YOUR INSTRUCTIONS – Within the data below, count the lines that include the word "OwnedMutexGuard". Provide the number and nothing further.
---
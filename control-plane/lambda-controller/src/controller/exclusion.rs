use std::collections::HashMap;
use std::sync::{Arc, Mutex};

use tokio::sync::{Mutex as AsyncMutex, OwnedMutexGuard};

/// One async lock per resource identity so two reconciles never act on the
/// same AWS resource at once.
#[derive(Clone, Default)]
pub struct IdentityLocks {
    inner: Arc<Mutex<HashMap<String, Arc<AsyncMutex<()>>>>>,
}

impl IdentityLocks {
    pub async fn lock(&self, key: &str) -> OwnedMutexGuard<()> {
        let slot = {
            let mut map = self.inner.lock().unwrap_or_else(|e| e.into_inner());
            map.entry(key.to_string()).or_default().clone()
        };
        slot.lock_owned().await
    }

    /// Drop the lock entry once nobody holds or waits on it.
    pub fn forget(&self, key: &str) {
        let mut map = self.inner.lock().unwrap_or_else(|e| e.into_inner());
        if map.get(key).is_some_and(|m| Arc::strong_count(m) == 1) {
            map.remove(key);
        }
    }

    pub fn len(&self) -> usize {
        self.inner.lock().unwrap_or_else(|e| e.into_inner()).len()
    }

    pub fn is_empty(&self) -> bool {
        self.len() == 0
    }
}

#[cfg(test)]
mod tests {
    use std::time::Duration;

    use super::*;

    #[tokio::test]
    async fn same_key_is_serialized() {
        let locks = IdentityLocks::default();
        let guard = locks.lock("Function/ns/a").await;
        let contender = {
            let locks = locks.clone();
            tokio::spawn(async move {
                let _g = locks.lock("Function/ns/a").await;
            })
        };
        tokio::time::sleep(Duration::from_millis(20)).await;
        assert!(!contender.is_finished());
        drop(guard);
        contender.await.expect("join");
    }

    #[tokio::test]
    async fn different_keys_do_not_block() {
        let locks = IdentityLocks::default();
        let _a = locks.lock("a").await;
        let _b = locks.lock("b").await;
        assert_eq!(locks.len(), 2);
    }

    #[tokio::test]
    async fn forget_keeps_entries_that_are_in_use() {
        let locks = IdentityLocks::default();
        let guard = locks.lock("a").await;
        locks.forget("a");
        assert_eq!(locks.len(), 1);
        drop(guard);
        locks.forget("a");
        assert!(locks.is_empty());
    }
}
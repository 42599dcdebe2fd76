use lambda_controller::aws::{LambdaApi, LayerContent, PublishLayerVersionInput};
use lambda_controller::crd::AckStatus;
use lambda_controller::crd::layer_version::{
    LayerVersion, LayerVersionContentInput, LayerVersionSpec,
};
use lambda_controller::resources::LayerVersionManager;

mod common;
use common::{Harness, MemorySink, uniq};

fn layer(name: &str) -> LayerVersion {
    LayerVersion::new(
        "lv1",
        LayerVersionSpec {
            layer_name: name.to_string(),
            content: LayerVersionContentInput {
                s3_bucket: Some("artifacts".into()),
                s3_key: Some("layers/deps.zip".into()),
                s3_object_version: None,
            },
            compatible_runtimes: Some(vec!["python3.12".into()]),
            ..Default::default()
        },
    )
}

#[test_log::test(tokio::test)]
async fn layer_version_is_published_once() {
    let h = Harness::new();
    let name = uniq("deps");
    let sink = MemorySink::new(layer(&name));

    h.settle(&LayerVersionManager, &sink).await.unwrap();
    assert!(sink.is_synced());
    let status = sink.status();
    assert_eq!(status.version_number, Some(1));
    assert_eq!(
        status.ack().arn(),
        Some(format!("arn:aws:lambda:us-west-2:111122223333:layer:{name}:1").as_str())
    );

    h.lambda.clear_calls().await;
    for _ in 0..3 {
        h.reconcile(&LayerVersionManager, &sink).await.unwrap();
    }
    assert!(h.lambda.mutation_calls().await.is_empty());
}

#[test_log::test(tokio::test)]
async fn spec_changes_publish_a_new_version() {
    let h = Harness::new();
    let name = uniq("deps");
    let sink = MemorySink::new(layer(&name));
    h.settle(&LayerVersionManager, &sink).await.unwrap();

    sink.edit(|l| l.spec.content.s3_key = Some("layers/deps-v2.zip".into()));
    h.settle(&LayerVersionManager, &sink).await.unwrap();
    let status = sink.status();
    assert_eq!(status.version_number, Some(2));
    let versions: Vec<i64> = status.published_versions.iter().map(|p| p.version).collect();
    assert_eq!(versions, vec![1, 2]);
    assert_eq!(h.lambda.list_layer_versions(&name).await.unwrap().len(), 2);
}

#[test_log::test(tokio::test)]
async fn deleting_the_layer_removes_every_version() {
    let h = Harness::new();
    let name = uniq("deps");
    let sink = MemorySink::new(layer(&name));
    h.settle(&LayerVersionManager, &sink).await.unwrap();
    let n = sink.status().version_number.unwrap();
    assert!(n >= 1);

    sink.edit(|l| l.spec.description = Some("second".into()));
    h.settle(&LayerVersionManager, &sink).await.unwrap();
    // A version published outside the controller under the same name.
    h.lambda
        .publish_layer_version(PublishLayerVersionInput {
            layer_name: name.clone(),
            content: LayerContent {
                s3_bucket: Some("artifacts".into()),
                s3_key: Some("layers/manual.zip".into()),
                s3_object_version: None,
            },
            ..Default::default()
        })
        .await
        .unwrap();
    assert_eq!(h.lambda.list_layer_versions(&name).await.unwrap().len(), 3);

    h.delete(&LayerVersionManager, &sink).await.unwrap();
    assert!(h.lambda.list_layer_versions(&name).await.unwrap().is_empty());
}

#[test_log::test(tokio::test)]
async fn renaming_the_layer_still_deletes_versions_under_the_old_name() {
    let h = Harness::new();
    let old = uniq("deps");
    let new = uniq("deps-renamed");
    let sink = MemorySink::new(layer(&old));
    h.settle(&LayerVersionManager, &sink).await.unwrap();

    sink.edit(|l| l.spec.layer_name = new.clone());
    h.settle(&LayerVersionManager, &sink).await.unwrap();
    assert!(sink.is_synced());
    let status = sink.status();
    assert_eq!(status.current_layer_name(), Some(new.as_str()));
    let names: Vec<&str> = status
        .published_versions
        .iter()
        .map(|p| p.layer_name.as_str())
        .collect();
    assert_eq!(names, vec![old.as_str(), new.as_str()]);
    assert_eq!(h.lambda.list_layer_versions(&old).await.unwrap().len(), 1);
    assert_eq!(h.lambda.list_layer_versions(&new).await.unwrap().len(), 1);

    h.delete(&LayerVersionManager, &sink).await.unwrap();
    assert!(h.lambda.list_layer_versions(&old).await.unwrap().is_empty());
    assert!(h.lambda.list_layer_versions(&new).await.unwrap().is_empty());
}
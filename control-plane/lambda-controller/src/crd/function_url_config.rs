use kube::CustomResource;
use schemars::JsonSchema;
use serde::{Deserialize, Serialize};

use super::common::{
    AckStatusFields, AwsResourceReferenceWrapper, ManagedFields,
    impl_ack_status, mark,
};

#[derive(CustomResource, Deserialize, Serialize, Clone, Debug, JsonSchema, Default, PartialEq)]
#[kube(
    group = "lambda.services.k8s.aws",
    version = "v1alpha1",
    kind = "FunctionURLConfig",
    plural = "functionurlconfigs",
    namespaced,
    status = "FunctionURLConfigStatus"
)]
#[serde(rename_all = "camelCase")]
pub struct FunctionURLConfigSpec {
    #[serde(skip_serializing_if = "Option::is_none")]
    pub function_name: Option<String>,
    #[serde(skip_serializing_if = "Option::is_none")]
    pub function_ref: Option<AwsResourceReferenceWrapper>,
    /// Alias name or `$LATEST`; unqualified when absent.
    #[serde(skip_serializing_if = "Option::is_none")]
    pub qualifier: Option<String>,
    /// `AWS_IAM` or `NONE`.
    pub auth_type: String,
    #[serde(skip_serializing_if = "Option::is_none")]
    pub cors: Option<Cors>,
}

#[derive(Deserialize, Serialize, Clone, Debug, JsonSchema, Default, PartialEq)]
#[serde(rename_all = "camelCase")]
pub struct Cors {
    #[serde(skip_serializing_if = "Option::is_none")]
    pub allow_credentials: Option<bool>,
    #[serde(skip_serializing_if = "Option::is_none")]
    pub allow_headers: Option<Vec<String>>,
    #[serde(skip_serializing_if = "Option::is_none")]
    pub allow_methods: Option<Vec<String>>,
    #[serde(skip_serializing_if = "Option::is_none")]
    pub allow_origins: Option<Vec<String>>,
    #[serde(skip_serializing_if = "Option::is_none")]
    pub expose_headers: Option<Vec<String>>,
    #[serde(skip_serializing_if = "Option::is_none")]
    pub max_age: Option<i32>,
}

#[derive(Deserialize, Serialize, Clone, Debug, JsonSchema, Default, PartialEq)]
#[serde(rename_all = "camelCase")]
pub struct FunctionURLConfigStatus {
    #[serde(flatten)]
    pub ack: AckStatusFields,
    #[serde(rename = "functionARN", skip_serializing_if = "Option::is_none")]
    pub function_arn: Option<String>,
    #[serde(rename = "functionURL", skip_serializing_if = "Option::is_none")]
    pub function_url: Option<String>,
    #[serde(skip_serializing_if = "Option::is_none")]
    pub creation_time: Option<String>,
}

impl_ack_status!(FunctionURLConfigStatus);

impl FunctionURLConfigSpec {
    pub fn managed_fields(&self) -> ManagedFields {
        let mut m = ManagedFields::new();
        mark(&mut m, "cors", self.cors.is_some());
        m
    }
}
---
ANSWER FOR THIS EXERCISE – 2